A Y Combinator, aceleradora de startups norte-americana, anunciou planos para iniciar um programa piloto que oferecerá US$ 2 mil mensais para até cem moradores de Oakland, nos Estados Unidos, para que eles experimentem suas vidas quando um robô passa a fazer seus trabalhos.
A companhia contratou um pesquisador para conduzir o projeto, descrito como um estudo de curta duração para entender melhor o impacto de uma sociedade na qual muitos empregos serão terceirizadas dando lugar à automação.
O teste é parte de um projeto de pesquisa de cinco anos sobre mudanças sociais e comportamentais geradas por robôs e inteligência artificial, que já começam a ingressar no mercado de trabalho.

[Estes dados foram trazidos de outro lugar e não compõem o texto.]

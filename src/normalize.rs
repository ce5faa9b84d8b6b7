//! Field normalization for Papers2 records.
//!
//! Papers2 stores publication dates as a packed digit string and authors as a
//! single joined string. The functions here turn those into the BibTeX
//! `month`/`year` fields and a `Surname, Given and ...` author list. They
//! never fail: anything they cannot make sense of is left out.

/// Byte range of the year digits in a packed date code.
const YEAR_SLOT: std::ops::Range<usize> = 2..6;
/// Byte range of the month digits in a packed date code.
const MONTH_SLOT: std::ops::Range<usize> = 6..8;

const MONTHS: [(&str, &str); 12] = [
    ("01", "jan"),
    ("02", "feb"),
    ("03", "mar"),
    ("04", "apr"),
    ("05", "may"),
    ("06", "jun"),
    ("07", "jul"),
    ("08", "aug"),
    ("09", "sep"),
    ("10", "oct"),
    ("11", "nov"),
    ("12", "dec"),
];

/// Month and year extracted from a packed date code.
#[derive(Debug, Clone, Default, PartialEq, Eq)]
pub struct PublicationDate {
    /// Three-letter BibTeX month abbreviation
    pub month: Option<&'static str>,
    /// Four-digit year
    pub year: Option<String>,
}

/// Extracts month and year from a Papers2 packed date code.
///
/// `99200406011200000000222000` is June 2004: the year sits at bytes 2..6 and
/// the month at bytes 6..8. A slot that is missing or malformed is simply
/// absent from the result.
///
/// # Examples
///
/// ```
/// use papers_bibtex::normalize_date;
///
/// let date = normalize_date("99200406011200000000222000");
/// assert_eq!(date.month, Some("jun"));
/// assert_eq!(date.year.as_deref(), Some("2004"));
/// ```
pub fn normalize_date(raw: &str) -> PublicationDate {
    let month = raw.get(MONTH_SLOT).and_then(|slot| {
        MONTHS
            .iter()
            .find(|(digits, _)| *digits == slot)
            .map(|(_, abbrev)| *abbrev)
    });

    let year = raw
        .get(YEAR_SLOT)
        .filter(|slot| slot.bytes().all(|b| b.is_ascii_digit()))
        .map(str::to_string);

    PublicationDate { month, year }
}

/// One author candidate: its name parts, and whether a comma (rather than the
/// start of the string or an `and`) came right before it.
struct NameChunk<'a> {
    parts: Vec<&'a str>,
    after_comma: bool,
}

fn name_chunks(raw: &str) -> Vec<NameChunk<'_>> {
    let mut chunks = Vec::new();

    for (index, piece) in raw.split(',').enumerate() {
        let mut after_comma = index > 0;
        let mut parts = Vec::new();

        for word in piece.split_whitespace() {
            if word == "and" {
                if !parts.is_empty() {
                    chunks.push(NameChunk {
                        parts: std::mem::take(&mut parts),
                        after_comma,
                    });
                }
                after_comma = false;
                continue;
            }
            parts.push(word);
        }

        if !parts.is_empty() {
            chunks.push(NameChunk { parts, after_comma });
        }
    }

    chunks
}

/// Last name part first: `["Jane", "Q", "Smith"]` becomes `Smith, Jane Q`.
fn surname_first(parts: &[&str]) -> String {
    match parts.split_last() {
        Some((surname, given)) if !given.is_empty() => {
            format!("{}, {}", surname, given.join(" "))
        }
        Some((surname, _)) => surname.to_string(),
        None => String::new(),
    }
}

/// Rewrites a Papers2 author string as a BibTeX author list.
///
/// Authors are separated by commas and `and` tokens. Each author's last
/// whitespace-separated word is taken as the surname, so `Nick Proudfoot`
/// becomes `Proudfoot, Nick`. A single word directly followed by a comma is
/// read as an author already written surname-first (`Proudfoot, Nick` is
/// kept as is).
///
/// This is a heuristic: multi-word surnames lose everything but their last
/// word to the given names (`Jan van der Berg` becomes `Berg, Jan van der`).
/// A single-word author is written as the bare name (`Plato`), with no
/// trailing `, ` for an empty given name.
///
/// # Examples
///
/// ```
/// use papers_bibtex::normalize_authors;
///
/// assert_eq!(
///     normalize_authors("Nick Proudfoot and Jane Q Smith"),
///     "Proudfoot, Nick and Smith, Jane Q"
/// );
/// ```
pub fn normalize_authors(raw: &str) -> String {
    let mut chunks = name_chunks(raw).into_iter().peekable();
    let mut authors = Vec::new();

    while let Some(chunk) = chunks.next() {
        if let [surname] = chunk.parts.as_slice() {
            if let Some(given) = chunks.next_if(|next| next.after_comma) {
                authors.push(format!("{}, {}", surname, given.parts.join(" ")));
                continue;
            }
        }
        authors.push(surname_first(&chunk.parts));
    }

    authors.join(" and ")
}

“Oakland é uma cidade com grande diversidade social e econômica, mas tem riqueza concentrada e desigualdade considerável”, escreveu Sam Altman, presidente da aceleradora, em seu blog. “Essas características tornam o lugar excelente para rodar nosso piloto”, completou.
O executivo justificou o investimento no projeto ao dizer que em um mundo no qual a tecnologia está caminhando para eliminar postos de trabalho mais do que criá-los, vai ser uma mudança muito difícil para as pessoas que não estiverem prontas.